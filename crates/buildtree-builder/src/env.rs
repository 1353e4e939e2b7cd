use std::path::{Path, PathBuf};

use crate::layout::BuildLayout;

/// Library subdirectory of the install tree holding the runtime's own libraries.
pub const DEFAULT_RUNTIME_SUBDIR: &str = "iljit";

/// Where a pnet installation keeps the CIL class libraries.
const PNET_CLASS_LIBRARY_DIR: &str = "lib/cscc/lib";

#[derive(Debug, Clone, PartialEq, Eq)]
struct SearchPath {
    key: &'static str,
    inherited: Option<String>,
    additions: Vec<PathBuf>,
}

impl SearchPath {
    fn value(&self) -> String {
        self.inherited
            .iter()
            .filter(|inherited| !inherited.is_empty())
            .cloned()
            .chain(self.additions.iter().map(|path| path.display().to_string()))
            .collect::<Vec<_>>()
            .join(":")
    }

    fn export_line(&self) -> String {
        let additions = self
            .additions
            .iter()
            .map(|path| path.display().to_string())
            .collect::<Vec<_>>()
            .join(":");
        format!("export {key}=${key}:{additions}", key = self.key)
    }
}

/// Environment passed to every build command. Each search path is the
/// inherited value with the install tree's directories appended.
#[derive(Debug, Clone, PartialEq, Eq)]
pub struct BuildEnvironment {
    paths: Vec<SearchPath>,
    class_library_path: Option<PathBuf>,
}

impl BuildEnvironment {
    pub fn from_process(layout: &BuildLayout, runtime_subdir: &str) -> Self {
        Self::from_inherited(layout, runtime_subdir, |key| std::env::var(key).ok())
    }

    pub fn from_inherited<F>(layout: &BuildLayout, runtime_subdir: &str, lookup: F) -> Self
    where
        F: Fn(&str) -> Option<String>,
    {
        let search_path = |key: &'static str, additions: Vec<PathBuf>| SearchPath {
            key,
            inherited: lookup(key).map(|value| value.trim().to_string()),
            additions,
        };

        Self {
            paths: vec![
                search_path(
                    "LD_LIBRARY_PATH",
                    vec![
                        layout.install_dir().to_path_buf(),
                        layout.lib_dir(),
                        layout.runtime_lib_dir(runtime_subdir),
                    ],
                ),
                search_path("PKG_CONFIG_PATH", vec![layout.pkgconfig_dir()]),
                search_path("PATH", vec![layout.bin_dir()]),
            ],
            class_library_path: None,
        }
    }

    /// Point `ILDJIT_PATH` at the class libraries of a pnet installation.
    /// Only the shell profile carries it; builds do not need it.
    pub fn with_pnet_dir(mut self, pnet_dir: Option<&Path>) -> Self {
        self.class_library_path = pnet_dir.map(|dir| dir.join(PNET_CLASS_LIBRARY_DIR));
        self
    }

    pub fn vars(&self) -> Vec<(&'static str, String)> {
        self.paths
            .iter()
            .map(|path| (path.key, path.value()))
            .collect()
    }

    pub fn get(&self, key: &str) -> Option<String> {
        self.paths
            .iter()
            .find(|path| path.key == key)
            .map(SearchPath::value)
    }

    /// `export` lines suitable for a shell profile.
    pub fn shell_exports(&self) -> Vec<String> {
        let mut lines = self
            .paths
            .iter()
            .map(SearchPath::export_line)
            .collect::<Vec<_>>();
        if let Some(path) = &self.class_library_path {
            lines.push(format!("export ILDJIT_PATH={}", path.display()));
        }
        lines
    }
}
* * *
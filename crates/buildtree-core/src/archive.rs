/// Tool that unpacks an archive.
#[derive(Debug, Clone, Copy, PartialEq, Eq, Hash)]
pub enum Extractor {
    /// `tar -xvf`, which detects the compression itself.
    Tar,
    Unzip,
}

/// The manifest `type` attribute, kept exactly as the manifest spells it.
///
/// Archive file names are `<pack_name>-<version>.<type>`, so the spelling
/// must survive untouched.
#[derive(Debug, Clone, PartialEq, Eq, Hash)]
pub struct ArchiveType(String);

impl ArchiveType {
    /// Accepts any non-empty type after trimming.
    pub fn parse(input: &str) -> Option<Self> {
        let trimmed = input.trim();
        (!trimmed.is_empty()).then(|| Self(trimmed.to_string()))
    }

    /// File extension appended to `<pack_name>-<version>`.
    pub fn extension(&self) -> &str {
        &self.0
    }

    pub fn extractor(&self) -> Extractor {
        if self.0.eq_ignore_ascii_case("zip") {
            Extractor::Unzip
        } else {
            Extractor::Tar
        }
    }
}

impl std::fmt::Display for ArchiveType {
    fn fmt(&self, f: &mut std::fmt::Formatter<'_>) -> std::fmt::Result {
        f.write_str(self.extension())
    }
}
* * *
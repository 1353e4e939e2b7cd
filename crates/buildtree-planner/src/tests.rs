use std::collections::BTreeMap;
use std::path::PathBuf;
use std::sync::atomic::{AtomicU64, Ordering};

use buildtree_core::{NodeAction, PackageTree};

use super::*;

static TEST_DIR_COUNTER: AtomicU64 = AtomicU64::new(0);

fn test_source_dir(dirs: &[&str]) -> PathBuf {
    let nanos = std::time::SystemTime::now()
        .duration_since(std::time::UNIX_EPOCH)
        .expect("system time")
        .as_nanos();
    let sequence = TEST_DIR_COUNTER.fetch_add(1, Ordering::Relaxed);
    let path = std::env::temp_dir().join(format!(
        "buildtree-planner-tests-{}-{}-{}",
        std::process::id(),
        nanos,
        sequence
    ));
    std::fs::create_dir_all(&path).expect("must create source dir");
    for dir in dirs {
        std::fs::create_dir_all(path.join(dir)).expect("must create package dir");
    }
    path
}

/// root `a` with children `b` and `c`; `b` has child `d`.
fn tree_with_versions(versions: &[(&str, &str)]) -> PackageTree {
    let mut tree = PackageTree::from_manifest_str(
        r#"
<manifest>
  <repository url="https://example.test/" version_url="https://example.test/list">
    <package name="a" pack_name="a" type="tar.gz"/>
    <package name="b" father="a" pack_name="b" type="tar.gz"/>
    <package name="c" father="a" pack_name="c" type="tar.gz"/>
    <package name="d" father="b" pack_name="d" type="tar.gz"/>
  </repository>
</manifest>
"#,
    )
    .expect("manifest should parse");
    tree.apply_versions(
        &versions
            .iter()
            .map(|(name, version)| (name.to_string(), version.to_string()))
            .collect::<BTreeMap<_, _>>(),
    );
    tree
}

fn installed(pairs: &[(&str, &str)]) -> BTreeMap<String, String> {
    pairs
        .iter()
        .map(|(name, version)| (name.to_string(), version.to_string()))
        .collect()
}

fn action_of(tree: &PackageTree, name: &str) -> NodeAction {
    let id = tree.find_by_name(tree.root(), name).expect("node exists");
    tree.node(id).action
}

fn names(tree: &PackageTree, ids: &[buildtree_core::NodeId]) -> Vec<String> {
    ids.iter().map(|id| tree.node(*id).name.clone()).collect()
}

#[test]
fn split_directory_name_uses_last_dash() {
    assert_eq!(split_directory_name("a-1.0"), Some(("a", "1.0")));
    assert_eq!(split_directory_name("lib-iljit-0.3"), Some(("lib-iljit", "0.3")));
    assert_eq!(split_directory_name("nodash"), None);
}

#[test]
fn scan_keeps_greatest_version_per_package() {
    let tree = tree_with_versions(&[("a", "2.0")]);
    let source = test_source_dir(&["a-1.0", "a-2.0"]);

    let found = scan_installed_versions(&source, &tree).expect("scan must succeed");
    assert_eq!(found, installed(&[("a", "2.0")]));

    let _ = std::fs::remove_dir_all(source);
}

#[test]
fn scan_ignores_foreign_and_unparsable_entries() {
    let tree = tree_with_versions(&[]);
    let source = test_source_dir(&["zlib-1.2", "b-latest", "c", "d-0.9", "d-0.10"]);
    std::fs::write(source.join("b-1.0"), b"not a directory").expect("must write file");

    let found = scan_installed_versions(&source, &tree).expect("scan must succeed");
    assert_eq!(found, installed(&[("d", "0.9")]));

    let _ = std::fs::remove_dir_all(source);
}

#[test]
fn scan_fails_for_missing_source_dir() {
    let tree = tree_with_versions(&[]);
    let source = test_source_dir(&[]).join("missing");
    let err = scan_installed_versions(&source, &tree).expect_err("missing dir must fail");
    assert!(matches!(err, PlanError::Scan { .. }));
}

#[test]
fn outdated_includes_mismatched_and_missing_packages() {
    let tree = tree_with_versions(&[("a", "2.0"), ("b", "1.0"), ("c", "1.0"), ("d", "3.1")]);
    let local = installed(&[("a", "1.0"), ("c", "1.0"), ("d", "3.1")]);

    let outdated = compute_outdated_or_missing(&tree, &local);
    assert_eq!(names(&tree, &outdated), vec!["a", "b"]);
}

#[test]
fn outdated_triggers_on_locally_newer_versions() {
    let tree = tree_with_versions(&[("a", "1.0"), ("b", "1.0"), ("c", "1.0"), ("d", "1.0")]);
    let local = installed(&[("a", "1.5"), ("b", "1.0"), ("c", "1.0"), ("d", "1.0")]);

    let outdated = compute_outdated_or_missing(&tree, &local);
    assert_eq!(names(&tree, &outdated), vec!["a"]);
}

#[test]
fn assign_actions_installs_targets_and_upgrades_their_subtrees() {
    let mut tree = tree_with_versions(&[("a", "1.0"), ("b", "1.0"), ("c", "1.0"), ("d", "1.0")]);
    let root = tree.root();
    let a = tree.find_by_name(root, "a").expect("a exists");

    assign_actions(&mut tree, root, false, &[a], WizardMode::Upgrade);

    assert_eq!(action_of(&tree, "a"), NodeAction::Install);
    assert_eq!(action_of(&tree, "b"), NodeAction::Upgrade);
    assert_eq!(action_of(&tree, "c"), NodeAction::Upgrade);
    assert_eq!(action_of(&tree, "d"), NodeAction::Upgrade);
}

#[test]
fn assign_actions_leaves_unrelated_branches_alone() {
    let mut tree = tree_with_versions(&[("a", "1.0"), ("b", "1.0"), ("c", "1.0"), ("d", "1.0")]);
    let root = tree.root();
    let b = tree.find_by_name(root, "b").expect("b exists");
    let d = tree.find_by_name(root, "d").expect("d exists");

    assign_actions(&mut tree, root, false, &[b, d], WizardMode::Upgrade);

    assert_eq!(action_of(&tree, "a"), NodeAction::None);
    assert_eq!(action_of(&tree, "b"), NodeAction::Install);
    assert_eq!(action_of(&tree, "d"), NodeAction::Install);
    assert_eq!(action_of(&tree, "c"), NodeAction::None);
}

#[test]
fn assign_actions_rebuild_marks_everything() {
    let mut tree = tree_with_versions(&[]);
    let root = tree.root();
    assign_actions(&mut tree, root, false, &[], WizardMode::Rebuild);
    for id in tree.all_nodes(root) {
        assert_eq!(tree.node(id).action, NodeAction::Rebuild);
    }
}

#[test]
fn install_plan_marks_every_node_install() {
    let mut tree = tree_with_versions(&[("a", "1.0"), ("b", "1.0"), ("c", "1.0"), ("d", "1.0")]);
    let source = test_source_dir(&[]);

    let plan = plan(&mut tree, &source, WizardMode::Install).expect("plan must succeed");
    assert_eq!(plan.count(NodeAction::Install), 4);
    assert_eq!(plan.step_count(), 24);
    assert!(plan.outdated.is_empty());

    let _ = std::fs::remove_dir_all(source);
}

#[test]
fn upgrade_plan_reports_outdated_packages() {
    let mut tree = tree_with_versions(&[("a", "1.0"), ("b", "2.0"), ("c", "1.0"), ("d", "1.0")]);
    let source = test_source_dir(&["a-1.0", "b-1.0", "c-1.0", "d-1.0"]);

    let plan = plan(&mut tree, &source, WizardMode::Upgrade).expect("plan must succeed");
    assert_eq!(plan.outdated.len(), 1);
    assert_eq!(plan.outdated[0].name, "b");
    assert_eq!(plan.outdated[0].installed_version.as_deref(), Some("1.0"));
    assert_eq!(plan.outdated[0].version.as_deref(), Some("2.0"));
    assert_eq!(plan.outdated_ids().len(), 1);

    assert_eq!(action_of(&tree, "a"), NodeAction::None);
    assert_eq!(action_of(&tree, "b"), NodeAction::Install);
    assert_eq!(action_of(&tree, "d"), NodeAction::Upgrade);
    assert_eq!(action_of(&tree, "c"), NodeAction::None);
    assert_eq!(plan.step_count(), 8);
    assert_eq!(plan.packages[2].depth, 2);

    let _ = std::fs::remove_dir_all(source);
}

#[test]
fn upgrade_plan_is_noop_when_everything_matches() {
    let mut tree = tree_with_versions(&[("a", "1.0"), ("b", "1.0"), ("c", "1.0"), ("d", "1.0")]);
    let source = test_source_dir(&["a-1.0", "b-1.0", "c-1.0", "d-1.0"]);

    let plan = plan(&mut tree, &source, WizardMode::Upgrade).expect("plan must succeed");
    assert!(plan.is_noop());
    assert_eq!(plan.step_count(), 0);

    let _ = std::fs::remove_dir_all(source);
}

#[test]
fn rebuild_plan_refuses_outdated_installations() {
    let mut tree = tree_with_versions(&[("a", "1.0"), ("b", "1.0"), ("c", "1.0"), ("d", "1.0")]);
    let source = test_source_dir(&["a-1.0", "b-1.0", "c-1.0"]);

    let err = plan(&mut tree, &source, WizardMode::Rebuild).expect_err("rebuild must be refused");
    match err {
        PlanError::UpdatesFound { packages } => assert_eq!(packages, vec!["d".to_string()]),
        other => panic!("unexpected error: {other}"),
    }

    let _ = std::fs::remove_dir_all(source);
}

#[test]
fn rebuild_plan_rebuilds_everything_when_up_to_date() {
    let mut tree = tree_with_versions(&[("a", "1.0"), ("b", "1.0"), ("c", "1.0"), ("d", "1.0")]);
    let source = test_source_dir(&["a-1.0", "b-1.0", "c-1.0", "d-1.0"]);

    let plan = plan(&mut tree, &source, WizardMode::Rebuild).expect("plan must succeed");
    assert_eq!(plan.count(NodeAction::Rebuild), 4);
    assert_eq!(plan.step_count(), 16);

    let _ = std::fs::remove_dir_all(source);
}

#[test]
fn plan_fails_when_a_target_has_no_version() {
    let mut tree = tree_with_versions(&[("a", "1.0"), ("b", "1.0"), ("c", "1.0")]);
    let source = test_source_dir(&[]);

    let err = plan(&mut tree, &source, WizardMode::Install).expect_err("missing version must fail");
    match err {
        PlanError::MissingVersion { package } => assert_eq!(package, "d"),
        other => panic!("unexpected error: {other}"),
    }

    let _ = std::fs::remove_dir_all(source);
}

**INSTRUCTIONS FOR THE TASK**
Copy each line above that contains the string "parse".

**EXERCISE ANSWER**
    pub fn parse(input: &str) -> Option<Self> {
    .expect("manifest should parse");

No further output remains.